Why it changes the process
A lead-free line runs a hotter reflow profile with a higher peak temperature and tighter control than a leaded line; the two are not interchangeable mid-run. Telling your assembler the alloy and compliance target before production lets them set the correct thermal profile, choose compatible paste, and confirm the board and components can survive the required temperatures.
From specification to built board
Highleap Electronics runs both leaded and RoHS-compliant lead-free assembly lines and will confirm the right alloy, reflow profile, and documentation for your board and target market before production begins — flagging any compliance or thermal concern during a free DFM review.
Frequently asked questions
Is 63/37 or 60/40 solder better?
For most electronics work, 63/37 — its eutectic behavior gives a clean, instant freeze that resists cold joints, which matters especially for fine-pitch and professional soldering. 60/40 is cheaper and perfectly fine for general hobby and through-hole work.
Do 60/40 and 63/37 melt at the same temperature?
They begin melting at the same point, 183 °C. 63/37 is fully liquid there; 60/40 is not fully liquid until about 190 °C, giving it a plastic range that 63/37 lacks.
What is a eutectic solder?
One whose composition melts and freezes at a single sharp temperature, like a pure metal. 63/37 is the eutectic tin-lead alloy; 60/40 sits just off the eutectic point and is not.
Can I use these solders in products sold in Europe?
No.
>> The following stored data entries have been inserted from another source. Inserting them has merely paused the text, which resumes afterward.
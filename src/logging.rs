//! Logging setup for embedding applications.
//!
//! The crate itself only emits `tracing` events; hosts that already run a
//! subscriber need nothing from here. [`init_logging`] is a convenience
//! for binaries and examples that want sensible console output:
//! - Configurable via the `RUST_LOG` environment variable
//! - Defaults to INFO when `RUST_LOG` is unset

use tracing_subscriber::layer::SubscriberExt;
use tracing_subscriber::util::SubscriberInitExt;
use tracing_subscriber::EnvFilter;

/// Initialize console logging with an environment-driven filter.
///
/// Installs a global subscriber; calling it twice in one process is an
/// error, so hosts with their own subscriber should skip this.
///
/// # Errors
///
/// Returns an error if a global subscriber is already installed.
pub fn init_logging() -> Result<(), tracing_subscriber::util::TryInitError> {
    let env_filter = EnvFilter::try_from_default_env().unwrap_or_else(|_| EnvFilter::new("info"));

    let stdout_layer = tracing_subscriber::fmt::layer()
        .with_writer(std::io::stdout)
        .with_target(true);

    tracing_subscriber::registry()
        .with(env_filter)
        .with(stdout_layer)
        .try_init()
}
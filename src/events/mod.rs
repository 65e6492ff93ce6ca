//! Job lifecycle events and the broadcast bus abstraction.
//!
//! Instances coordinate purely through three event kinds — job created,
//! status changed, job pruned — each wrapped in an [`EventEnvelope`] tagging
//! its origin instance. The envelope's origin drives self-origin
//! suppression: an instance never applies or re-broadcasts an event it
//! produced itself.
//!
//! The [`CacheJobEventBus`] trait is the transport seam. The crate ships
//! [`LocalEventBus`], an in-process implementation used by tests and
//! single-process deployments; a production deployment plugs in a real
//! message bus with the same delivery contract (at-least-once, ordered per
//! job id).

mod bus;
mod local;

pub use bus::CacheJobEventBus;
pub use local::LocalEventBus;

use crate::model::{CacheJobInfo, InstanceId, JobId, JobState};
use serde::{Deserialize, Serialize};
use std::fmt;

/// A job lifecycle event, replicated to every joined instance.
#[derive(Clone, Debug, PartialEq, Serialize, Deserialize)]
pub enum CacheJobEvent {
    /// A job was launched; carries its full immutable identity.
    JobCreated { info: CacheJobInfo },
    /// A job's lifecycle state changed.
    JobStatusChanged { job_id: JobId, state: JobState },
    /// A terminal job was removed from the cluster view.
    JobPruned { job_id: JobId },
}

impl CacheJobEvent {
    /// The id of the job this event concerns.
    pub fn job_id(&self) -> &JobId {
        match self {
            Self::JobCreated { info } => &info.id,
            Self::JobStatusChanged { job_id, .. } | Self::JobPruned { job_id } => job_id,
        }
    }
}

impl fmt::Display for CacheJobEvent {
    fn fmt(&self, f: &mut fmt::Formatter<'_>) -> fmt::Result {
        match self {
            Self::JobCreated { info } => write!(f, "created {}", info.id),
            Self::JobStatusChanged { job_id, state } => write!(f, "{} -> {}", job_id, state),
            Self::JobPruned { job_id } => write!(f, "pruned {}", job_id),
        }
    }
}

/// A [`CacheJobEvent`] tagged with the instance that produced it.
#[derive(Clone, Debug, PartialEq, Serialize, Deserialize)]
pub struct EventEnvelope {
    /// Instance the event originated from.
    pub origin: InstanceId,
    /// The event itself.
    pub event: CacheJobEvent,
}

impl EventEnvelope {
    /// Wraps an event with its origin.
    pub fn new(origin: InstanceId, event: CacheJobEvent) -> Self {
        Self { origin, event }
    }

    /// Whether this envelope was produced by `instance`.
    pub fn is_from(&self, instance: &InstanceId) -> bool {
        &self.origin == instance
    }
}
Both contain lead and fail RoHS. Use a lead-free alloy such as SAC305 for compliant commercial products sold into the EU and similar markets.
Why does my 60/40 joint look dull and grainy?
Likely a disturbed joint — the part moved while the solder was still in its plastic range. Reheat with flux until it flows into a shiny, smooth cone, then hold it perfectly still while it cools.
Is one alloy stronger than the other?
63/37 is marginally stronger and more consistent, but for most joints the difference is small. Consistency, not raw strength, is the real reason professionals prefer it.
Can I mix 60/40 and 63/37?
You can, and the result is a near-eutectic blend, but there is little reason to do so deliberately. Avoid mixing leaded solder with lead-free, however — that combination melts unpredictably and can weaken joints.